The Democrats will have their own communications strategy. In particular, they will raise the spectre of cuts in guaranteed benefits: if the contributions of the young are siphoned off into private accounts, there is no way to promise current levels of benefits to the old without actually making the deficit worse. And the Democrats have experience in demagoguery on entitlement cuts. In the late 1990s, they successfully painted the Republican Congress’s plans to slow Medicare growth as throwing Granny out of her wheelchair. Now, the Democrats will say, the Republicans want to snatch the pension from her purse, too.

Despite the risks, Mr Bush will move early and forcefully on Social Security. Less clear are the prospects for reform of the tax code. Breathless conservatives around him want to increase America’s dismal savings rate by shifting the tax burden from investment income to consumption. But such a radical overhaul is unlikely, especially if Mr Bush has already expended a great deal of political capital on Social Security.

Instead, the president is likely to focus on making his first-term tax cuts permanent and introducing some other changes at the margin. One would be to eliminate the Alternative Minimum Tax (AMT), originally devised to keep the rich from finding too many loopholes, but now hitting many upper-middle income families. Killing the AMT will require finding money elsewhere. Mr Bush says he wants to cut other deductions and loopholes—such as the deduction of state income taxes from federally taxable income. But each loophole has a vocal constituency, both in Congress and among voters.

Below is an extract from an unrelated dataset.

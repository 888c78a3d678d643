//! HTTP API for editor integrations that cannot link unitype-core directly.

pub mod api;
pub mod server;

pub use server::start_api_server;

Mr Bush may feel a wind at his back thanks to his re-election. But he has set himself mammoth tasks. He begins his second term with the lowest approval rating of any re-elected president since Dwight Eisenhower in 1957. Blood is still being shed in Iraq, and America could find itself confronting serious new threats in Iran and elsewhere. To make a Reaganesque mark on domestic policy, Mr Bush will need more than political capital. He will need a great deal of luck.